Data records:
- Opening Delimiter -

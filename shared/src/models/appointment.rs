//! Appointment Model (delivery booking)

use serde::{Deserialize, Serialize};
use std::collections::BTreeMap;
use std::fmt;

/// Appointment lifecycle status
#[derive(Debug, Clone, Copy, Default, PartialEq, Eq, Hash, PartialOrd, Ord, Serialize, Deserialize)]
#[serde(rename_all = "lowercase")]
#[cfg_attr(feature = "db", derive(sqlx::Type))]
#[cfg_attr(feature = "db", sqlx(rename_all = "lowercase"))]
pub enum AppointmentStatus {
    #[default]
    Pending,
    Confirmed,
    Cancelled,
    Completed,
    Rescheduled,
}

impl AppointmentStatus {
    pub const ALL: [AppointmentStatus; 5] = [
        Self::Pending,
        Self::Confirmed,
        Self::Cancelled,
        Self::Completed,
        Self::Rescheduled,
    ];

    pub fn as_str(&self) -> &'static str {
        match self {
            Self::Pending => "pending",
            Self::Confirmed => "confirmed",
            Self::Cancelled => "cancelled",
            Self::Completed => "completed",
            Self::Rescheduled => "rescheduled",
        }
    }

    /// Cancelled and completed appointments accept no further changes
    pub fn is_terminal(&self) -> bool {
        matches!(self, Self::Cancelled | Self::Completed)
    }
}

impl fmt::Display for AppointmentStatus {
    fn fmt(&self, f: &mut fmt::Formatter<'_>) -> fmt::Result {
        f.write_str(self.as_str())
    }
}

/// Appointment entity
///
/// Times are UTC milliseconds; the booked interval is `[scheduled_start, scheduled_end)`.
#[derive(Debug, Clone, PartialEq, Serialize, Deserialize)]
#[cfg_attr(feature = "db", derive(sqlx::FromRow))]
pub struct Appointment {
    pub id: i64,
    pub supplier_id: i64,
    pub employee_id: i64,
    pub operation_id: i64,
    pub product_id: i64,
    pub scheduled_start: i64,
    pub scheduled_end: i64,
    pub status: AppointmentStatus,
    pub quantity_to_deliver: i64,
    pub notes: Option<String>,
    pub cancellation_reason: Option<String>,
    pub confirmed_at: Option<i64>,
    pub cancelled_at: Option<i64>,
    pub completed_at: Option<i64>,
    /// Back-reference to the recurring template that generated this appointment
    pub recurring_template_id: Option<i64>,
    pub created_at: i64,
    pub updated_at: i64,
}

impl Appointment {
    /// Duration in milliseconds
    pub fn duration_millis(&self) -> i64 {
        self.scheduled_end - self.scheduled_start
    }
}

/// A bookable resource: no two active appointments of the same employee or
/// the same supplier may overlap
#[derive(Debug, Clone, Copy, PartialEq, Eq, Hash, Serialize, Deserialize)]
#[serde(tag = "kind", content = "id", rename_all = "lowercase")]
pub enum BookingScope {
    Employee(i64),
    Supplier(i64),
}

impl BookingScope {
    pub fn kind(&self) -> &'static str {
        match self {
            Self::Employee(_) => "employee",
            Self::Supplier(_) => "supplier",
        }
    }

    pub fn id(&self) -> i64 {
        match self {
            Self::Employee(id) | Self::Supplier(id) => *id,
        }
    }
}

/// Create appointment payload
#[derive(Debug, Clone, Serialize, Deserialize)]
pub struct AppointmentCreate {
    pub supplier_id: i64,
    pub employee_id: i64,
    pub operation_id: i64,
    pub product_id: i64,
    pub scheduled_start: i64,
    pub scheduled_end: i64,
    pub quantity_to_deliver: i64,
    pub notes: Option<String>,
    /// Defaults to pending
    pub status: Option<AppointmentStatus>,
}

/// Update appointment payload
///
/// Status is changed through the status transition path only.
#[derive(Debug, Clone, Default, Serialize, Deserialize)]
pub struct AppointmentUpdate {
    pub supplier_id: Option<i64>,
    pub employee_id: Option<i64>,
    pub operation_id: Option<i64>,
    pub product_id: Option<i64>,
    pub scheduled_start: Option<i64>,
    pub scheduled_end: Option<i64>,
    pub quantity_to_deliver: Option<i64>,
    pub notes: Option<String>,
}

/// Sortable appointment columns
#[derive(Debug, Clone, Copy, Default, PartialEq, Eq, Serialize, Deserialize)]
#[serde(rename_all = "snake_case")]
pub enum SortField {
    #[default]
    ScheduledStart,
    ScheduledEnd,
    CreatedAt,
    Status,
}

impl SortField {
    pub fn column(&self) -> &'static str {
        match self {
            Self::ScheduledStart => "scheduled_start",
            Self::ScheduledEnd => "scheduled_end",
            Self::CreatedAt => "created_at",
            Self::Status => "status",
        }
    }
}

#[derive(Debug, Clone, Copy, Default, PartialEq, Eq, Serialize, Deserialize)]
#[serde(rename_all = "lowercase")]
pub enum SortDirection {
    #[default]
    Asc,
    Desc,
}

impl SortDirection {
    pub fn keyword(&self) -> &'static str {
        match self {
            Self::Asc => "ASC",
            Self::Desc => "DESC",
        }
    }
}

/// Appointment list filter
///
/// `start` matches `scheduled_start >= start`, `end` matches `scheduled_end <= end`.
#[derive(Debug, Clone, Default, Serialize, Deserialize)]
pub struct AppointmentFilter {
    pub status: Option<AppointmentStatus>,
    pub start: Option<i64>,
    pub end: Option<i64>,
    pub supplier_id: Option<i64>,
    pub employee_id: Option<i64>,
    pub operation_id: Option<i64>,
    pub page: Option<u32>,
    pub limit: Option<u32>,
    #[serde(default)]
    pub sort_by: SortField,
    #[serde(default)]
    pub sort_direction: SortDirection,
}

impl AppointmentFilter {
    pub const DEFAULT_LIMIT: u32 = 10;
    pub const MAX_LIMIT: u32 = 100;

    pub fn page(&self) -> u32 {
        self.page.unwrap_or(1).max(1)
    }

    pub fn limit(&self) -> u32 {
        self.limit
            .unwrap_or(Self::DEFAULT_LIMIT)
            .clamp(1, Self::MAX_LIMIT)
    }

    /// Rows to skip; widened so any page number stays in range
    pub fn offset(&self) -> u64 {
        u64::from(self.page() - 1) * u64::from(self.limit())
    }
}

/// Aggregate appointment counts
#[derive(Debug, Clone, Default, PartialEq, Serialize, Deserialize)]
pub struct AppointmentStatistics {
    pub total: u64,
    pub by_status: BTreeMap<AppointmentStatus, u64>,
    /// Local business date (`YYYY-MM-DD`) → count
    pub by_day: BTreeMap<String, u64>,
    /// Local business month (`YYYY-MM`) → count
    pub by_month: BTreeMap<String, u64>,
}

- Closing Delimiter -
- Opening Delimiter -

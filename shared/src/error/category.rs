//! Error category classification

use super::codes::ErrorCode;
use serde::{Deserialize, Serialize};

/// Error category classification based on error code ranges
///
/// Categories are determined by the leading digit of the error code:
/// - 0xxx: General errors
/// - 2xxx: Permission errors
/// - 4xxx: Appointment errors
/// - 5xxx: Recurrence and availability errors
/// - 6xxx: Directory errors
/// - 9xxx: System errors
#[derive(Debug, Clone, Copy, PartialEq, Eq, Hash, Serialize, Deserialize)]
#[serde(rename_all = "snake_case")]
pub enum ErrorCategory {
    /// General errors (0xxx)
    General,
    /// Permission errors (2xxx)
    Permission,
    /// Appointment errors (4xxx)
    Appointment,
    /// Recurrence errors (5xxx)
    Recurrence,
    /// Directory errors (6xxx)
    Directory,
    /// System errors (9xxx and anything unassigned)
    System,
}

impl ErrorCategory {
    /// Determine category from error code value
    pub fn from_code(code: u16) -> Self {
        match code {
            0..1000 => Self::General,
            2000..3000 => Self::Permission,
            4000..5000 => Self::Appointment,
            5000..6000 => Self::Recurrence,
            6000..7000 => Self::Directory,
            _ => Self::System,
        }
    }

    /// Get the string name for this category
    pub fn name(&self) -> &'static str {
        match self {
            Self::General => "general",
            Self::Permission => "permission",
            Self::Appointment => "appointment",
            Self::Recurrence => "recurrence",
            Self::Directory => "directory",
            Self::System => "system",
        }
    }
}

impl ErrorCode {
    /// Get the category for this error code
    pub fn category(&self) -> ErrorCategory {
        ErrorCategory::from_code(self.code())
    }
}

- Closing Delimiter -

[WORK REQUEST]:
Transcribe each line of the data above, unaltered, from the one where "filename shared/src/models/appointment.rs" appears to the one where "impl fmt::Display for" appears, inclusive of both.

[ANSWER AREA]:
filename shared/src/models/appointment.rs
//! Appointment Model (delivery booking)

use serde::{Deserialize, Serialize};
use std::collections::BTreeMap;
use std::fmt;

/// Appointment lifecycle status
#[derive(Debug, Clone, Copy, Default, PartialEq, Eq, Hash, PartialOrd, Ord, Serialize, Deserialize)]
#[serde(rename_all = "lowercase")]
#[cfg_attr(feature = "db", derive(sqlx::Type))]
#[cfg_attr(feature = "db", sqlx(rename_all = "lowercase"))]
pub enum AppointmentStatus {
    #[default]
    Pending,
    Confirmed,
    Cancelled,
    Completed,
    Rescheduled,
}

impl AppointmentStatus {
    pub const ALL: [AppointmentStatus; 5] = [
        Self::Pending,
        Self::Confirmed,
        Self::Cancelled,
        Self::Completed,
        Self::Rescheduled,
    ];

    pub fn as_str(&self) -> &'static str {
        match self {
            Self::Pending => "pending",
            Self::Confirmed => "confirmed",
            Self::Cancelled => "cancelled",
            Self::Completed => "completed",
            Self::Rescheduled => "rescheduled",
        }
    }

    /// Cancelled and completed appointments accept no further changes
    pub fn is_terminal(&self) -> bool {
        matches!(self, Self::Cancelled | Self::Completed)
    }
}

impl fmt::Display for AppointmentStatus {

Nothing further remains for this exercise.